Here we describe the clinical and biological activity of guadecitabine, a second generation HMA, given in a low dose as a priming strategy before pembrolizumab, a humanized anti-PD1 antibody in a clinical trial for patients with recurrent, platinum resistant ovarian cancer. The methylomic and transcriptomic effects of the combination demonstrate readily activation of the anti-tumor immunity. High dimensional immune profiling of periferal mononuclear cells (PBMCs) and tumor biopsies obtained before and after treatment show distinct immune profiles and tissue architectural features associated with clinical benefit. Our study provides an in-depth view of the immune milieu of platinum resistant ovarian cancer and of the effects of the combination of HMAs and pembrolizumab on the interactions between immune cell populations and tumor cells. This was a non-randomized open-label two stage phase II trial testing guadecitabine and pembrolizumab in recurrent platinum-resistant OC. Patients all had epithelial ovarian, fallopian tube or primary peritoneal cancer that had recurred or progressed <6 months after their last dose of platinum-based chemotherapy. Guadecitabine (G) 30 mg/m2 was administered by subcutaneous (sc) injection on days 1 - 4 of a 21-day cycle. On day 5 pembrolizumab 200 mg was administered intravenously (iv). Each cycle was 21 days. The drug combination was given until progression of disease or unacceptable toxicity. Imaging-guided tumor biopsies, ascites, or blood for determining cytokine response and collection of PBMCs were obtained from consenting patients at specific timepoints. Three 18-gauge tumor cores were obtained on C1D1 (day 1 of cycle 1) and C2D8 (day 8 of cycle 2) and the material was immediately snap frozen (~25-50mg/specimen). C1D1 and C2D8 tumor samples were obtained from 11 patients (total of 22 samples). When available, ascites or pleural fluid was centrifuged and fluid and cell pellets were separated prior to cryo-preservation.

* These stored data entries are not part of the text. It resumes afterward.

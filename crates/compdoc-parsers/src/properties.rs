//! Property-bag extraction.
//!
//! A property file declares one class or interface (`AnchorProps extends
//! BaseProps`) whose fields are the component's attributes. Defaults come from
//! field initializers or from a `defaultProps`-style object elsewhere in the file.

use crate::syntax::*;
use crate::types::PropertyBag;
use crate::typescript::TypeScriptStructureParser;
use compdoc_common::{CompdocError, Facet, PropertyDescriptor, Result};
use std::collections::HashMap;
use tracing::debug;
use tree_sitter::Node;

impl TypeScriptStructureParser {
    /// Extract the property bag declared in `source`.
    pub fn extract_properties(&self, source: &str) -> Result<PropertyBag> {
        let tree = self.parse_tree(source)?;
        let root = tree.root_node();

        let candidates: Vec<Node> = top_level_declarations(&root)
            .into_iter()
            .map(|decl| decl.node)
            .filter(|node| is_class_kind(node.kind()) || node.kind() == "interface_declaration")
            .collect();

        let bag = candidates
            .iter()
            .find(|node| {
                field_text(node, "name", source)
                    .map(|name| name.ends_with("Props"))
                    .unwrap_or(false)
            })
            .or_else(|| candidates.first())
            .copied()
            .ok_or_else(|| CompdocError::unavailable(Facet::Properties))?;

        let name = field_text(&bag, "name", source)
            .unwrap_or("Anonymous")
            .to_string();
        let mut properties = self.collect_fields(&bag, source);

        let defaults = self.collect_default_initializers(&root, source);
        for prop in properties.iter_mut().filter(|p| p.default.is_none()) {
            if let Some(value) = defaults.get(&prop.name) {
                prop.default = Some(value.clone());
            }
        }

        let parent = extends_target(&bag, source);
        debug!(
            "Property bag {} declares {} properties (parent: {:?})",
            name,
            properties.len(),
            parent
        );

        Ok(PropertyBag {
            name,
            properties,
            parent,
        })
    }

    fn collect_fields(&self, bag: &Node, source: &str) -> Vec<PropertyDescriptor> {
        let mut properties: Vec<PropertyDescriptor> = Vec::new();
        let Some(body) = bag.child_by_field_name("body") else {
            return properties;
        };

        for member in named_children(&body) {
            if !matches!(
                member.kind(),
                "public_field_definition" | "field_definition" | "property_signature"
            ) {
                continue;
            }
            if is_hidden_member(&member, source) || has_child_kind(&member, "static") {
                continue;
            }

            let Some(name_node) = member.child_by_field_name("name") else {
                continue;
            };
            let name = property_key(&name_node, source);
            if name.starts_with('#') || properties.iter().any(|p| p.name == name) {
                continue;
            }

            let value = member.child_by_field_name("value").map(unwrap_expression);
            if value.map(|v| is_function_kind(v.kind())).unwrap_or(false) {
                continue;
            }

            let type_annotation = type_of(&member, source)
                .or_else(|| value.map(|v| literal_type(&v).to_string()))
                .unwrap_or_else(|| "any".to_string());

            properties.push(PropertyDescriptor {
                name,
                type_annotation,
                optional: has_child_kind(&member, "?"),
                default: member
                    .child_by_field_name("value")
                    .map(|v| node_text(&v, source).trim().to_string()),
                inherited: false,
                inherited_from: None,
            });
        }

        properties
    }

    /// Key → initializer text from every default-value object in the file.
    fn collect_default_initializers(&self, root: &Node, source: &str) -> HashMap<String, String> {
        let mut defaults = HashMap::new();

        for node in top_level_declarations(root).into_iter().map(|decl| decl.node) {
            match node.kind() {
                "lexical_declaration" | "variable_declaration" => {
                    for declarator in named_children(&node) {
                        if declarator.kind() != "variable_declarator" {
                            continue;
                        }
                        self.absorb_default_object(
                            &declarator,
                            "name",
                            "value",
                            source,
                            &mut defaults,
                        );
                    }
                }
                kind if is_class_kind(kind) => {
                    if let Some(body) = node.child_by_field_name("body") {
                        for member in named_children(&body) {
                            if has_child_kind(&member, "static") {
                                self.absorb_default_object(
                                    &member,
                                    "name",
                                    "value",
                                    source,
                                    &mut defaults,
                                );
                            }
                        }
                    }
                }
                "expression_statement" => {
                    // AnchorProps.defaults = { ... };
                    if let Some(assignment) = node.named_child(0) {
                        if assignment.kind() == "assignment_expression" {
                            self.absorb_default_object(
                                &assignment,
                                "left",
                                "right",
                                source,
                                &mut defaults,
                            );
                        }
                    }
                }
                _ => {}
            }
        }

        defaults
    }

    fn absorb_default_object(
        &self,
        holder: &Node,
        name_field: &str,
        value_field: &str,
        source: &str,
        defaults: &mut HashMap<String, String>,
    ) {
        let Some(name) = field_text(holder, name_field, source) else {
            return;
        };
        let name = name.rsplit('.').next().unwrap_or(name);
        if !name.to_lowercase().contains("default") {
            return;
        }
        let Some(value) = holder.child_by_field_name(value_field).map(unwrap_expression) else {
            return;
        };
        if value.kind() != "object" {
            return;
        }

        for pair in named_children(&value) {
            if pair.kind() != "pair" {
                continue;
            }
            let (Some(key), Some(initializer)) = (
                pair.child_by_field_name("key"),
                pair.child_by_field_name("value"),
            ) else {
                continue;
            };
            defaults
                .entry(property_key(&key, source))
                .or_insert_with(|| node_text(&initializer, source).trim().to_string());
        }
    }
}

pub(crate) fn is_function_kind(kind: &str) -> bool {
    matches!(
        kind,
        "arrow_function" | "function" | "function_expression" | "generator_function"
    )
}

/// Type of an unannotated field, inferred from its literal initializer.
fn literal_type(value: &Node) -> &'static str {
    match value.kind() {
        "string" | "template_string" => "string",
        "number" => "number",
        "true" | "false" => "boolean",
        "array" => "array",
        "object" => "object",
        "null" => "null",
        _ => "any",
    }
}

本研究旨在描述吉他西滨（guadecitabine）——第二代低甲基化剂（Hypomethylating Agent, HMA）——作为预治疗策略，以低剂量在帕博利珠单抗（pembrolizumab，人源化抗PD1抗体）给药前使用的临床与生物学活性，该临床试验针对复发性铂耐药卵巢癌患者开展。该联合疗法的甲基组学与转录组学效应显示，其可快速激活抗肿瘤免疫应答。对治疗前后采集的外周血单个核细胞（peripheral mononuclear cells, PBMCs）与肿瘤活检样本开展高维免疫表征分析，结果显示与临床获益相关的独特免疫特征与组织架构特征。本研究深入解析了铂耐药卵巢癌的免疫微环境，以及HMAs与帕博利珠单抗联合疗法对免疫细胞群与肿瘤细胞间相互作用的调控效应。本试验为一项非随机、开放标签的两阶段II期临床试验，旨在评估吉他西滨与帕博利珠单抗联合疗法在复发性铂耐药卵巢癌（Ovarian Cancer, OC）患者中的疗效。所有入组患者均为上皮性卵巢癌、输卵管癌或原发性腹膜癌患者，且在末次含铂化疗后6个月内出现肿瘤复发或进展。每21天为一个治疗周期，吉他西滨（G）以30 mg/m²的剂量在周期第1-4天经皮下（subcutaneous, sc）注射给药；第5天给予帕博利珠单抗200 mg静脉（intravenous, iv）输注，每个周期时长为21天。该联合疗法持续给药直至疾病进展或出现不可耐受的毒性反应。在特定时间点从签署知情同意书的患者处采集影像学引导下的肿瘤活检样本、腹水或血液样本，以检测细胞因子应答并收集PBMCs。在周期1第1天（C1D1）与周期2第8天（C2D8）采集3枚18G穿刺肿瘤组织芯，采集后立即置于液氮中快速冷冻（每份样本约25-50mg）。共从11例患者处获取C1D1与C2D8肿瘤样本，总计22份。若可获取腹水或胸腔积液，则先进行离心分离，将上清液与细胞沉淀分开后再进行低温保存。